В предлежащей работе в целом изменчивость мышления обнажена с ослепительной яркостью. Прав автор, когда он в русском предисловии находит «бесполезным спорить по этому поводу». И вместе с тем бросается тяжелый камень, сокрушительный для старого учения об языке, ибо мышление и речь — брат и сестра, дети одних и тех же родителей, производства и социальной структуры; бросается тяжелый камень — гиря на весы, на которых должен быть решен, если уже не решен для кого-либо, перевес в сторону нового учения об языке, яфетической теории, ибо с изменчивостью мышления неразрывно связана изменчивость не только эволюционная, но и революционная, языка.
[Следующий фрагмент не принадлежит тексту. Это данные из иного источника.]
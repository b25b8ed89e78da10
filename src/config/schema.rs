//! Configuration schema definitions.
//!
//! Two kinds of configuration live here:
//! - [`StubConfig`], the YAML document describing endpoints (read from disk).
//! - [`RuntimeConfig`], server tuning supplied on the command line.
//!
//! All file types derive Serde traits and default every field so that
//! minimal documents are accepted.

use serde::Deserialize;
use serde_json::Value;

/// Root of the stub configuration file.
#[derive(Debug, Clone, Deserialize, Default)]
#[serde(default)]
pub struct StubConfig {
    /// Port to listen on. 0 lets the OS pick one.
    pub port: u16,

    /// Host to bind. Empty means all interfaces.
    pub host: String,

    /// Display title, logged at startup.
    pub title: String,

    /// Endpoint definitions, in file order.
    pub endpoints: Vec<EndpointConfig>,
}

impl StubConfig {
    /// Host to bind, substituting the wildcard address for an empty host.
    pub fn bind_host(&self) -> &str {
        if self.host.is_empty() {
            "0.0.0.0"
        } else {
            &self.host
        }
    }
}

/// One endpoint: a (url, method) pair with its validation and response.
#[derive(Debug, Clone, Deserialize, Default)]
#[serde(default)]
pub struct EndpointConfig {
    /// Exact request path.
    pub url: String,

    /// Free text used in logs.
    pub description: String,

    /// HTTP method. Empty means GET.
    pub method: String,

    /// Request predicates.
    pub validation: ValidationConfig,

    /// Canned response.
    pub response: ResponseConfig,

    /// Allowed CORS origin. Empty disables CORS headers.
    pub cors: String,
}

impl EndpointConfig {
    /// Method name normalized to uppercase, defaulting to GET.
    pub fn normalized_method(&self) -> String {
        let method = self.method.trim();
        if method.is_empty() {
            "GET".to_string()
        } else {
            method.to_ascii_uppercase()
        }
    }
}

/// Predicates grouped by the request attribute they inspect.
///
/// Evaluation order is headers, then params, then JSON.
#[derive(Debug, Clone, Deserialize, Default)]
#[serde(default)]
pub struct ValidationConfig {
    pub headers: Vec<KeyValue>,
    pub params: Vec<KeyValue>,
    pub json: Vec<KeyValue>,
}

impl ValidationConfig {
    pub fn is_empty(&self) -> bool {
        self.headers.is_empty() && self.params.is_empty() && self.json.is_empty()
    }
}

/// Response configuration.
#[derive(Debug, Clone, Deserialize, Default)]
#[serde(default)]
pub struct ResponseConfig {
    /// Base64 encoded inline body.
    pub data: String,

    /// Body file, relative to the configuration file's directory unless absolute.
    pub file: String,

    /// Status code. 0 means 200.
    pub status: u16,

    /// Response headers, replayed in order.
    pub headers: Vec<KeyValue>,
}

/// A key with a scalar (or structured) value.
#[derive(Debug, Clone, Deserialize, PartialEq, Default)]
#[serde(default)]
pub struct KeyValue {
    pub key: String,
    pub value: Value,
}

impl KeyValue {
    pub fn new(key: impl Into<String>, value: impl Into<Value>) -> Self {
        Self {
            key: key.into(),
            value: value.into(),
        }
    }

    /// String form of the value, used for header and param comparisons.
    ///
    /// Strings are taken verbatim, null becomes the empty string, and
    /// everything else uses its JSON rendering. Floats drop a zero
    /// fraction, so `1.0` reads as `1`.
    pub fn value_str(&self) -> String {
        match &self.value {
            Value::String(s) => s.clone(),
            Value::Null => String::new(),
            Value::Number(n) if n.is_f64() => n.as_f64().map(|f| f.to_string()).unwrap_or_default(),
            other => other.to_string(),
        }
    }
}

/// Server tuning that does not belong in the stub file.
#[derive(Debug, Clone, Default)]
pub struct RuntimeConfig {
    pub timeouts: TimeoutConfig,
    pub limits: LimitsConfig,
    pub observability: ObservabilityConfig,
}

/// Timeout configuration.
#[derive(Debug, Clone)]
pub struct TimeoutConfig {
    /// Request timeout (total time for request/response) in seconds.
    pub request_secs: u64,
}

impl Default for TimeoutConfig {
    fn default() -> Self {
        Self { request_secs: 30 }
    }
}

/// Request size limits.
#[derive(Debug, Clone)]
pub struct LimitsConfig {
    /// Maximum buffered request body in bytes.
    pub max_body_bytes: usize,
}

impl Default for LimitsConfig {
    fn default() -> Self {
        Self {
            max_body_bytes: 2 * 1024 * 1024, // 2MB
        }
    }
}

/// Observability configuration.
#[derive(Debug, Clone)]
pub struct ObservabilityConfig {
    /// Log filter (trace, debug, info, warn, error or an EnvFilter directive).
    pub log_level: String,

    /// Prometheus endpoint bind address. None disables the exporter.
    pub metrics_address: Option<std::net::SocketAddr>,
}

impl Default for ObservabilityConfig {
    fn default() -> Self {
        Self {
            log_level: "info".to_string(),
            metrics_address: None,
        }
    }
}
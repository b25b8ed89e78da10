//! HTTP protocol handling subsystem.
//!
//! # Data Flow
//! ```text
//! TCP connection
//!     → server.rs (Axum setup, request ID, tracing, timeout)
//!     → request.rs (StubRequest; body buffered only if a predicate reads it)
//!     → [routing::dispatch resolves and validates]
//!     → response.rs (canned response or rejection)
//!     → sink.rs (instrumented writer → axum Response)
//!     → Send to client
//! ```

pub mod request;
pub mod response;
pub mod server;
pub mod sink;

pub use request::{StubRequest, X_REQUEST_ID};
pub use response::ResponseDescriptor;
pub use server::HttpServer;
pub use sink::{BufferedResponse, InstrumentedWriter, ResponseWriter};
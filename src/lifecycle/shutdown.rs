//! Shutdown coordination.

use tokio::sync::broadcast;

/// Coordinator for graceful shutdown.
///
/// The HTTP server (and any other long-running task) subscribes; a signal
/// handler or a test triggers.
#[derive(Debug, Clone)]
pub struct Shutdown {
    tx: broadcast::Sender<()>,
}

impl Shutdown {
    pub fn new() -> Self {
        let (tx, _) = broadcast::channel(1);
        Self { tx }
    }

    /// Subscribe to the shutdown signal.
    pub fn subscribe(&self) -> broadcast::Receiver<()> {
        self.tx.subscribe()
    }

    /// Trigger the shutdown signal. Returns false if nobody was listening.
    pub fn trigger(&self) -> bool {
        self.tx.send(()).is_ok()
    }

    /// Number of tasks still subscribed.
    pub fn receiver_count(&self) -> usize {
        self.tx.receiver_count()
    }
}

impl Default for Shutdown {
    fn default() -> Self {
        Self::new()
    }
}
//! # nbsync-core — Document model, patch engine and wire codec
//!
//! Synchronous building blocks for mirroring a notebook between an
//! authoritative remote party and a local copy. Nothing in this crate does
//! I/O or depends on an async runtime.
//!
//! ## Architecture
//!
//! ```text
//!   mutate(&mut Notebook)            inbound Patch
//!          │                              │
//!          ▼                              ▼
//!   diff_notebook(snapshot) ──Patch──▸ apply_notebook(snapshot)
//!          │                              │
//!          ▼                              ▼
//!   Value tree ◂──── to_value / from_value ────▸ Notebook
//!          │
//!          ▼
//!   codec::encode_frame ──▸ bytes ++ FRAME_DELIMITER
//! ```
//!
//! ## Modules
//!
//! - [`value`] — dynamic `Value` tree (JSON plus bytes, typed arrays, dates)
//! - [`codec`] — bincode framing with a trailing delimiter
//! - [`notebook`] — `Notebook`, cells, bonds, `LocalOverlay`
//! - [`patch`] — `PatchOp`, `diff`, `apply`, notebook-level helpers

pub mod codec;
pub mod notebook;
pub mod patch;
pub mod value;

pub use codec::{decode, decode_frame, encode, encode_frame, CodecError, FRAME_DELIMITER};
pub use notebook::{fields, BondValue, CellInput, CellResult, LocalOverlay, Notebook, SchemaError};
pub use patch::{
    apply, apply_notebook, diff, diff_notebook, ensure_client_writable, Diff, NotebookDiff, Patch,
    PatchError, PatchOp, Path,
};
pub use value::{Map, TypedArray, Value};
impl PatchOp {
    pub fn path(&self) -> &[String] {
        match self {
            PatchOp::Replace { path, .. } | PatchOp::Add { path, .. } | PatchOp::Remove { path } => {
                path
            }
        }
    }

    /// Whether the operation addresses something under the top-level `field`.
    pub fn touches(&self, field: &str) -> bool {
        self.path().first().map(String::as_str) == Some(field)
    }

    fn name(&self) -> &'static str {
        match self {
            PatchOp::Replace { .. } => "replace",
            PatchOp::Add { .. } => "add",
            PatchOp::Remove { .. } => "remove",
        }
    }

    pub fn to_value(&self) -> Value {
        let mut map = Map::new();
        map.insert("op".into(), Value::from(self.name()));
        map.insert(
            "path".into(),
            Value::Array(self.path().iter().map(|k| Value::from(k.as_str())).collect()),
        );
        if let PatchOp::Replace { value, .. } | PatchOp::Add { value, .. } = self {
            map.insert("value".into(), value.clone());
        }
        Value::Map(map)
    }

    pub fn from_value(value: &Value) -> Result<Self, PatchError> {
        let map = value
            .as_map()
            .ok_or_else(|| PatchError::Malformed(format!("operation is a {}", value.kind())))?;
        let path = match map.get("path") {
            Some(Value::Array(items)) => items
                .iter()
                .map(|k| match k {
                    Value::Str(s) => Ok(s.clone()),
                    Value::Int(i) => Ok(i.to_string()),
                    other => Err(PatchError::Malformed(format!("path segment is a {}", other.kind()))),
                })
                .collect::<Result<Path, _>>()?,
            _ => return Err(PatchError::Malformed("operation has no path".into())),
        };
        let value = || {
            map.get("value")
                .cloned()
                .ok_or_else(|| PatchError::Malformed("operation has no value".into()))
        };
        match map.get("op").and_then(Value::as_str) {
            Some("replace") => Ok(PatchOp::Replace { path, value: value()? }),
            Some("add") => Ok(PatchOp::Add { path, value: value()? }),
            Some("remove") => Ok(PatchOp::Remove { path }),
            Some(other) => Err(PatchError::Malformed(format!("unknown op '{other}'"))),
            None => Err(PatchError::Malformed("operation has no op".into())),
        }
    }
}

/// Ordered list of operations, applied atomically.
#[derive(Debug, Clone, PartialEq, Default)]
pub struct Patch {
    pub ops: Vec<PatchOp>,
}

impl Patch {
    pub fn new(ops: Vec<PatchOp>) -> Self {
        Self { ops }
    }

    pub fn is_empty(&self) -> bool {
        self.ops.is_empty()
    }

    pub fn len(&self) -> usize {
        self.ops.len()
    }

    pub fn iter(&self) -> impl Iterator<Item = &PatchOp> {
        self.ops.iter()
    }

    pub fn extend(&mut self, other: Patch) {
        self.ops.extend(other.ops);
    }

    /// Whether any operation addresses the top-level `field`.
    pub fn touches(&self, field: &str) -> bool {
        self.ops.iter().any(|op| op.touches(field))
    }

    /// Split into (matching, rest), preserving relative order in both.
    pub fn partition<F>(self, mut pred: F) -> (Patch, Patch)
    where
        F: FnMut(&PatchOp) -> bool,
    {
        let (yes, no): (Vec<_>, Vec<_>) = self.ops.into_iter().partition(|op| pred(op));
        (Patch::new(yes), Patch::new(no))
    }

    pub fn to_value(&self) -> Value {
        Value::Array(self.ops.iter().map(PatchOp::to_value).collect())
    }

    pub fn from_value(value: &Value) -> Result<Self, PatchError> {
        let items = value
            .as_array()
            .ok_or_else(|| PatchError::Malformed(format!("patch is a {}", value.kind())))?;
        items
            .iter()
            .map(PatchOp::from_value)
            .collect::<Result<Vec<_>, _>>()
            .map(Patch::new)
    }
}

// ───────────────────────────────────────────────────────────────────
// Diff
// ───────────────────────────────────────────────────────────────────

/// Forward patch plus the patch that undoes it.
#[derive(Debug, Clone, PartialEq, Default)]
pub struct Diff {
    pub patch: Patch,
    pub inverse: Patch,
}

/// Compute the operations turning `before` into `after`.
pub fn diff(before: &Value, after: &Value) -> Diff {
    let mut forward = Vec::new();
    let mut backward = Vec::new();
    diff_into(&mut Vec::new(), before, after, &mut forward, &mut backward);
    backward.reverse();
    Diff {
        patch: Patch::new(forward),
        inverse: Patch::new(backward),
    }
}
Мы, конечно, не можем не сожалеть, что, по независящим от нас обстоятельствам, литература по яфетической теории французскому ученому Леви-Брюлю доступна далеко не в полной мере; да здесь не место расшаркиваться перед автором за то, что, по его словам в личной с нами беседе, идеи яфетической теории, насколько он с ними имел возможность ознакомиться, ему не кажутся неприемлемыми.
Иного отношения трудно бы ожидать от того, кто к фактам подходит не как к неисповедимой магической силе, не как к предоопределению, а как к исторической ценности, да в доброй мере с анализом явлений по бытию, а не только по мышлению. И мы хотим здесь выразить, с сознанием полной ответственности за высказываемое, что, как бы вопреки самому Леви-Брюлю, по скромности отрекавшемуся также в личной беседе от чести быть лингвистом, его труды, в том числе и вошедшие в эту книгу, служат и еще более послужат в ближайшем будущем неизбежному сдвигу именно в области учения об языке, новой смене единолично господствующей на Западе, как теоретическое построение, индо-европейской лингвистики.
И в этом смысле настоящая работа, поучительная, независимо от языковедных интересов, имеет стать настольной книгой для каждого, научно мыслящего лингвиста, в первую очередь, конечно, лингвиста-яфетидолога.